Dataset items
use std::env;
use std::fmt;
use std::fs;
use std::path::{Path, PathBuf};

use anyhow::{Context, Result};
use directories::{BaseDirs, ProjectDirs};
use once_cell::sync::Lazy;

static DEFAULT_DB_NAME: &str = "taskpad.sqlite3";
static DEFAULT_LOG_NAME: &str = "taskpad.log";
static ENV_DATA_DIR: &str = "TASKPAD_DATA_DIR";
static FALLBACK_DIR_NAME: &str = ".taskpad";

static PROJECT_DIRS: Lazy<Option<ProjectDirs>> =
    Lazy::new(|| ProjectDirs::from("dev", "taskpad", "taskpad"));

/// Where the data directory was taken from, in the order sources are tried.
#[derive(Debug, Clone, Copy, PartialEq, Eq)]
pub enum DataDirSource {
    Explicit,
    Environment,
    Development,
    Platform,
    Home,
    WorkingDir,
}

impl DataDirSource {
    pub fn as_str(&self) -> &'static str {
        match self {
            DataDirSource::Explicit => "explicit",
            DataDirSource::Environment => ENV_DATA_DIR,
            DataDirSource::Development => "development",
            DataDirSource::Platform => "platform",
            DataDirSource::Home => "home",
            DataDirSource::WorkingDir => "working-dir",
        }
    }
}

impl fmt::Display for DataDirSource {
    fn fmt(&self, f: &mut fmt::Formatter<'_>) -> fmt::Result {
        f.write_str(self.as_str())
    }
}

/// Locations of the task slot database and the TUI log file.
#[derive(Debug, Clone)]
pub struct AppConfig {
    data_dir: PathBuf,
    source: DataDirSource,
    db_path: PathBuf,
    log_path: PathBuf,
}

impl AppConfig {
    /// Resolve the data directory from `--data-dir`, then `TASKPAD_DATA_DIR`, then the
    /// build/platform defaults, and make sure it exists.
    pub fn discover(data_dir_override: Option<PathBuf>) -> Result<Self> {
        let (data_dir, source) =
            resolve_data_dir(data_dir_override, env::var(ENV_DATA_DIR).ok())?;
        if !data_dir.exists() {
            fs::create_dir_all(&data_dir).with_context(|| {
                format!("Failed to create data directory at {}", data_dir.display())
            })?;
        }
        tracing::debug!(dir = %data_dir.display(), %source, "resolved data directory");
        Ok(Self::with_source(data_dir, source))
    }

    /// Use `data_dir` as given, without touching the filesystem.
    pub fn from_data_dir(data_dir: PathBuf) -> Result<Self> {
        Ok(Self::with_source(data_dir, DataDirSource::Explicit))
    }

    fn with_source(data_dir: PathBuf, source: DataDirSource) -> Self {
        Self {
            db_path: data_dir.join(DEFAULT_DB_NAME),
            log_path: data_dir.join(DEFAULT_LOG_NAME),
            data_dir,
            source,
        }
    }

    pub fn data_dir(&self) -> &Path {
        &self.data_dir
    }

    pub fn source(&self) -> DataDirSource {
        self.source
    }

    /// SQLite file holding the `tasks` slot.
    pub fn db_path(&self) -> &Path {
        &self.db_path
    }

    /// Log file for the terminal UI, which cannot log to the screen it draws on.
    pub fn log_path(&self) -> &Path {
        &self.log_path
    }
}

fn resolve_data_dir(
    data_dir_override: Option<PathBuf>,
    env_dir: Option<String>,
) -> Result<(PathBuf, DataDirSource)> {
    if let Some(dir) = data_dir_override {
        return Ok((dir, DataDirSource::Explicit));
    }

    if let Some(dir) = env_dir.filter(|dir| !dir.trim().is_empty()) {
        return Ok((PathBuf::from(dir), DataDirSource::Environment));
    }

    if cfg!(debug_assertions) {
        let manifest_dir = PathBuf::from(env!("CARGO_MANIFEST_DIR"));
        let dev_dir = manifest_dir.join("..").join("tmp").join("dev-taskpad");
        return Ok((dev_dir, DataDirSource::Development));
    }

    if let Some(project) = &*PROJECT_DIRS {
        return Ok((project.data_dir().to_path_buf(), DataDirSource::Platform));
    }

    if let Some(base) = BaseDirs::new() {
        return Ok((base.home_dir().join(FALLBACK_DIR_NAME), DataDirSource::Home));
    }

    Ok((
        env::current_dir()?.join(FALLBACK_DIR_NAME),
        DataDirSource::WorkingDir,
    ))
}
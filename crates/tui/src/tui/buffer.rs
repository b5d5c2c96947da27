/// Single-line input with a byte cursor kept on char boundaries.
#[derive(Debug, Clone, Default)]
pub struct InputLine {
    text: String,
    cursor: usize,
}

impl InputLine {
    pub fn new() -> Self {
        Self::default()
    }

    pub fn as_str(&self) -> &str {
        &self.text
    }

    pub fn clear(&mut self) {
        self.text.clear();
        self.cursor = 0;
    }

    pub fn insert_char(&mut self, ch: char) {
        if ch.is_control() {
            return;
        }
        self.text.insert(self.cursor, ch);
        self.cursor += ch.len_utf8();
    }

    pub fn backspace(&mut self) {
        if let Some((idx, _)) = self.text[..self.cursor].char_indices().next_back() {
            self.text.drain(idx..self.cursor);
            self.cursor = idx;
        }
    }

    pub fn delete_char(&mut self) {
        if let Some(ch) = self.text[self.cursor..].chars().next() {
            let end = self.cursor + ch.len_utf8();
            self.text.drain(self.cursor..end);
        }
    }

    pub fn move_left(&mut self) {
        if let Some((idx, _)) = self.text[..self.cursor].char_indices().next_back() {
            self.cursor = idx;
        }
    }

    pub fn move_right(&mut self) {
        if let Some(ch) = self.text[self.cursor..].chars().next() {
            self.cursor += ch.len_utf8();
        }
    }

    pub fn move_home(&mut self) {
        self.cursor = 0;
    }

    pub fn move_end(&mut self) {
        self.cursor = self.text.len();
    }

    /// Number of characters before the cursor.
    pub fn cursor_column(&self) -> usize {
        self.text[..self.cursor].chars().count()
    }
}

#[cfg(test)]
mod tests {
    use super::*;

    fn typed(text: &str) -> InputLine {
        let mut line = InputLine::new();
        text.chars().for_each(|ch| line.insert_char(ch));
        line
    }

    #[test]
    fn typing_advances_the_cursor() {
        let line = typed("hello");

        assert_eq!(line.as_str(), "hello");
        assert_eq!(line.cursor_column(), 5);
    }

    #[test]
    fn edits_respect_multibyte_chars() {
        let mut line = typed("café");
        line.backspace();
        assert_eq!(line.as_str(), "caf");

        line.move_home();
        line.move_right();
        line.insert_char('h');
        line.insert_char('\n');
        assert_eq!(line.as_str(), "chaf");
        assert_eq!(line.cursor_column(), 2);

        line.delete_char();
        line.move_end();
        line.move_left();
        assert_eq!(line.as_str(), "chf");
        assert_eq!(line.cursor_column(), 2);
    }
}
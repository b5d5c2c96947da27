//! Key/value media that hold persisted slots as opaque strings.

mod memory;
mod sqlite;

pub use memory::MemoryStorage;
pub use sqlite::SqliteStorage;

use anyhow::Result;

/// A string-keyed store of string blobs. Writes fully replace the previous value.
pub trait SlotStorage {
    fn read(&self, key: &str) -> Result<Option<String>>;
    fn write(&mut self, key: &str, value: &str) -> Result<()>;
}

* * *

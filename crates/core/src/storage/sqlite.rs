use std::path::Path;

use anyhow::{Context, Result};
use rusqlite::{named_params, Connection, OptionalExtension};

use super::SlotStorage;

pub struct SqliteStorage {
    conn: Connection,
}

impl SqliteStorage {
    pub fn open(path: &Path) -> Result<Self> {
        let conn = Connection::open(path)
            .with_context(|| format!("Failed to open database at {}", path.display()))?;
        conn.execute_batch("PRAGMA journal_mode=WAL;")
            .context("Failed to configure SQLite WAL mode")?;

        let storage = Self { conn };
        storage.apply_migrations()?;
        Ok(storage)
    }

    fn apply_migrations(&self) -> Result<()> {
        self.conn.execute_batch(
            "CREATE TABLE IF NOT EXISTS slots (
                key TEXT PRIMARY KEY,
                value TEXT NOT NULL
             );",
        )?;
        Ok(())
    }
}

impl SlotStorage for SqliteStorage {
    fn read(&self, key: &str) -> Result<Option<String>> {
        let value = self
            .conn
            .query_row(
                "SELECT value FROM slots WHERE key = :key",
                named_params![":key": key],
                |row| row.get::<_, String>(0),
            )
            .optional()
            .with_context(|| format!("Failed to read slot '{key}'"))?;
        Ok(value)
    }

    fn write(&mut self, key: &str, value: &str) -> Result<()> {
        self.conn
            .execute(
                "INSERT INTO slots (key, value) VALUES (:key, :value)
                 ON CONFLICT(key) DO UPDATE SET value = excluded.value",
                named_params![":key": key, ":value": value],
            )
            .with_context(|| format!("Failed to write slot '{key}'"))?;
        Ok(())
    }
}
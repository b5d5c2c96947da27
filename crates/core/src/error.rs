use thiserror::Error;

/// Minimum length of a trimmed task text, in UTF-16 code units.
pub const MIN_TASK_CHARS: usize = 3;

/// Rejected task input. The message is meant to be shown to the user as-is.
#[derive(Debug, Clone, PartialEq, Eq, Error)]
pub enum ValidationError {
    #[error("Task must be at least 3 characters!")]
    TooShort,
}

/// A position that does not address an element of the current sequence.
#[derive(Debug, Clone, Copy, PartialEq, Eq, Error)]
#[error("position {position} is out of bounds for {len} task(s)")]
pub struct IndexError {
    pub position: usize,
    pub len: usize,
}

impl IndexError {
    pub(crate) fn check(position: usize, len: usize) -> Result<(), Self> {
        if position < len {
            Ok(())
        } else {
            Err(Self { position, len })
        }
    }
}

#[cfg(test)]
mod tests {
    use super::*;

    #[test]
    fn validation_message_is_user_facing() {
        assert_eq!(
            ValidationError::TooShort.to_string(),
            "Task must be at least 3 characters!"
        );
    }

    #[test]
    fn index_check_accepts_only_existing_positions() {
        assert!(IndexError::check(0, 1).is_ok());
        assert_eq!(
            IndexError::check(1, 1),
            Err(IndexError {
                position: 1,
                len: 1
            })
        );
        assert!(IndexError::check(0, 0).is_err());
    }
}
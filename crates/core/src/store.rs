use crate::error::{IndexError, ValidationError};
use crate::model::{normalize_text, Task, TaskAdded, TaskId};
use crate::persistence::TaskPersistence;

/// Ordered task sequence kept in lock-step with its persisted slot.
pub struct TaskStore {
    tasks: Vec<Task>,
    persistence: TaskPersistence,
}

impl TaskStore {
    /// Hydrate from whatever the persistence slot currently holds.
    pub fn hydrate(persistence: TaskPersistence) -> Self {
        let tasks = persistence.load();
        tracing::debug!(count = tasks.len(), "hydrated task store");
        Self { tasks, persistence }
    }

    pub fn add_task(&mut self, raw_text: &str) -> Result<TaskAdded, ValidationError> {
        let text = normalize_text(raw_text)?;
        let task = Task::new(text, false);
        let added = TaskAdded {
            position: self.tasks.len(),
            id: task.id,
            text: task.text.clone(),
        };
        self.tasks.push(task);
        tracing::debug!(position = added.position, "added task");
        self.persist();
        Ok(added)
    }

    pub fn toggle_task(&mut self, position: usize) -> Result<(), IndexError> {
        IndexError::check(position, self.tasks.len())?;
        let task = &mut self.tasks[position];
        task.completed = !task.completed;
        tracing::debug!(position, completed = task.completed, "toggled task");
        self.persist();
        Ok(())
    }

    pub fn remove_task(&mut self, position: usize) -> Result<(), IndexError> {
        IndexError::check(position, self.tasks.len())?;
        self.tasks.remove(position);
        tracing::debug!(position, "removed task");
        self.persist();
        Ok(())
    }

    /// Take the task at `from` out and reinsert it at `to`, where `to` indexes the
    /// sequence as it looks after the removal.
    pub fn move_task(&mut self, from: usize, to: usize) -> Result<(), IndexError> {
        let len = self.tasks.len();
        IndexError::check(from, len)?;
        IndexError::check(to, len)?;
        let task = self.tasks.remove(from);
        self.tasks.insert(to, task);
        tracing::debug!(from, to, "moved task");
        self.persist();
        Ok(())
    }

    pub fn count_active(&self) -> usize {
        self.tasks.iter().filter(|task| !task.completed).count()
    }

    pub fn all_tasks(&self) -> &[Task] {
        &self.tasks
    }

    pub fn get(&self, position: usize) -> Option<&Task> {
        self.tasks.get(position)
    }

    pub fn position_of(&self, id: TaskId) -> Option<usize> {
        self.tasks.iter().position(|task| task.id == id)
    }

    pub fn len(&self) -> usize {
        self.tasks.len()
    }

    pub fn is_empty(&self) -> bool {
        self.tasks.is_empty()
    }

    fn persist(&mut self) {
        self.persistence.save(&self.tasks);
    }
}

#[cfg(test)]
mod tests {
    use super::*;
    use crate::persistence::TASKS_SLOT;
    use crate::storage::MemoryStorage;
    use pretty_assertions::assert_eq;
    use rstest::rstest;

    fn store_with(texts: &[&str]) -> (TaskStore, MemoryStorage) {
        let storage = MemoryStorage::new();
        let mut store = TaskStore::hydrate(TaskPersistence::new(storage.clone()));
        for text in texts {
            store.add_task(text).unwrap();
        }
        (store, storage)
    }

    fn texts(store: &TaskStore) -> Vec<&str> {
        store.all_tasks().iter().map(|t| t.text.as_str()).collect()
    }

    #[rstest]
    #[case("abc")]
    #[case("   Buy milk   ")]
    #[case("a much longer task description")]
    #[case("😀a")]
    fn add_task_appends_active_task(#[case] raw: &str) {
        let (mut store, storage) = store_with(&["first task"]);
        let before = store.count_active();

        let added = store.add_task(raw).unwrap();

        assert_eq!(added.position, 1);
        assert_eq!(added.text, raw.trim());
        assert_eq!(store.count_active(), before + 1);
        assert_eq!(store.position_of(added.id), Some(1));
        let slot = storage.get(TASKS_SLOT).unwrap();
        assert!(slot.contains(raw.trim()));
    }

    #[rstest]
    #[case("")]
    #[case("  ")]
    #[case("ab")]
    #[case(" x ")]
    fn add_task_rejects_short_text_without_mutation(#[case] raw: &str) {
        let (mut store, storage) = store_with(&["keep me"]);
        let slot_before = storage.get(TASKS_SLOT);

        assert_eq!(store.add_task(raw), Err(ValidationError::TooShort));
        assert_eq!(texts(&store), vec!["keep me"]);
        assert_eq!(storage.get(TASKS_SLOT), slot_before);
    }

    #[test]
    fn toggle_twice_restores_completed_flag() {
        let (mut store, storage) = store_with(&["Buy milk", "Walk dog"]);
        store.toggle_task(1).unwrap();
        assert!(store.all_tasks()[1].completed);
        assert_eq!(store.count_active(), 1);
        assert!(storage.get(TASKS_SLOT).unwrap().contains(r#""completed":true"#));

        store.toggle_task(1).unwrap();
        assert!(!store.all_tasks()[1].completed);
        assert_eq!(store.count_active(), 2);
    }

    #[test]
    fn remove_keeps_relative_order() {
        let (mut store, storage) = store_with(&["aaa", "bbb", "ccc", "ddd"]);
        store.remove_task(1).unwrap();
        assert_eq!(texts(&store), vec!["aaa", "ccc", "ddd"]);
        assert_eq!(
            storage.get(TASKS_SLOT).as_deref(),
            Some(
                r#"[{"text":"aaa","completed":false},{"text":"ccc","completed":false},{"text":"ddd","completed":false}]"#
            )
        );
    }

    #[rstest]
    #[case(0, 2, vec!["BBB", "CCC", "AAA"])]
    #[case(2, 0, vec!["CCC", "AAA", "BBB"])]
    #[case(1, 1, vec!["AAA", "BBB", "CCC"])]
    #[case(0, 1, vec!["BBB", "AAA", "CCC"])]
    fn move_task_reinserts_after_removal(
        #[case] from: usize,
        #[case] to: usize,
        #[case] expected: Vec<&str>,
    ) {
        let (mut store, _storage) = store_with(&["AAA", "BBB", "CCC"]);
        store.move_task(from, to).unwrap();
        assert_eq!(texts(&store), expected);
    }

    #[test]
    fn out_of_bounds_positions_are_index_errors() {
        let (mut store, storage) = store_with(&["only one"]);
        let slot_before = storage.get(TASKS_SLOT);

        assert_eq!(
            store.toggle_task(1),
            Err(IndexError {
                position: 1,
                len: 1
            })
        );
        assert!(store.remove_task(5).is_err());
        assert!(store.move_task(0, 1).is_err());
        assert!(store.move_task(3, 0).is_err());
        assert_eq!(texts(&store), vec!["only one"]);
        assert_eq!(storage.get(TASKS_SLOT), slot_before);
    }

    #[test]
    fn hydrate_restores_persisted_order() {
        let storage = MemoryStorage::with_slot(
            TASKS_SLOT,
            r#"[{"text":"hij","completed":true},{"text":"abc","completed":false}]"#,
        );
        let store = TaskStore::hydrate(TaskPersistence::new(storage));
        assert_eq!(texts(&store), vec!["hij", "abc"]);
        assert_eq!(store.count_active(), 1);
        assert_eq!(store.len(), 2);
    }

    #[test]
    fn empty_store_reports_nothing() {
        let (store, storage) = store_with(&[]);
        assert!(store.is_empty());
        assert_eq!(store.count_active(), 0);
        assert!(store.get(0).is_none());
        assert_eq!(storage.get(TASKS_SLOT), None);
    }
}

**Task goal**
Start with the line above that contains "use std::env;" and stop after the line that contains "static ENV_DATA_DIR: &str". Output those lines exactly, and only those.

**Answer section**
use std::env;
use std::fmt;
use std::fs;
use std::path::{Path, PathBuf};

use anyhow::{Context, Result};
use directories::{BaseDirs, ProjectDirs};
use once_cell::sync::Lazy;

static DEFAULT_DB_NAME: &str = "taskpad.sqlite3";
static DEFAULT_LOG_NAME: &str = "taskpad.log";
static ENV_DATA_DIR: &str = "TASKPAD_DATA_DIR";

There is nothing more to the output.